Similarly, when the scraper of the flotation machine is far away from the edge of the ore receiving groove of the flotation machine and whether ore pulp flows out from the ore receiving groove of the flotation machine is judged, the judgment can be carried out in a mode that a flowmeter or a pressure sensor is installed at the edge of the ore receiving groove of the flotation machine, when the count of the flowmeter or the pressure sensor is not changed, the ore pulp flowing out situation is judged to still exist, namely, a groove running accident exists, and when the count of the flowmeter or the pressure sensor is changed to zero, the ore pulp flowing out situation is judged to not exist, namely, the groove running accident does not exist.

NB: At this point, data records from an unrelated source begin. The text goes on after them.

//! Shortest paths over dense weighted graphs, breadth-first search over
//! adjacency graphs, and classification of vertex sequences as walks,
//! trails or paths.
//!
//! This crate provides:
//!
//! - [`WeightMatrix`]: an immutable `n × n` matrix of non-negative weights
//! - [`shortest_paths`]: Dijkstra's algorithm with predecessor tracking
//! - [`shortest_unweighted_path`]: fewest-edges path via breadth-first search
//! - [`is_walk`], [`is_trail`], [`is_path`]: sequence classification
//! - [`IsomorphismFinder`] and [`Renderer`]: contracts for capabilities
//!   supplied by the caller
//!
//! All algorithms are pure functions of their arguments.  Precondition
//! violations are reported as [`GraphError`]; unreachable vertices and
//! missing paths are ordinary results.

pub mod adjacency;
pub mod bfs;
pub mod dijkstra;
pub mod error;
pub mod isomorphism;
pub mod matrix;
pub mod render;
pub mod sequence;
pub mod tracing_support;

pub use adjacency::{Adjacency, AdjacencyGraph};
pub use bfs::{BfsLayers, bfs_distances, shortest_unweighted_path};
pub use dijkstra::{Distance, SelectionStrategy, ShortestPaths, shortest_paths, shortest_paths_with};
pub use error::{GraphError, Result};
pub use isomorphism::{IsomorphismFinder, Mapping, is_isomorphism};
pub use matrix::{Weight, WeightMatrix};
pub use render::{Highlight, Renderer};
pub use sequence::{SequenceKind, classify, edge_pairs, is_path, is_trail, is_walk};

Further, a preset value range may be set, when the difference value of the count of the flowmeter or the pressure sensor when the scraper contacts and separates from the edge is within the preset value range, it is determined that a groove running accident exists, and if the difference value is greater than the preset value range, it is determined that the groove running accident does not exist, and the preset value range may be determined according to actual needs, which is not specifically limited in the embodiment of the present disclosure.

The position of the scraper can be determined by arranging a sensor at the position of a scraper transmission shaft for position detection, and by carrying out image analysis on a flotation froth image or a flotation froth video, the position of the scraper can be determined through the image analysis, and specifically, the scraper in the flotation froth image or the flotation froth video can be identified through a trained image analysis model, and the specific position of the scraper can be determined.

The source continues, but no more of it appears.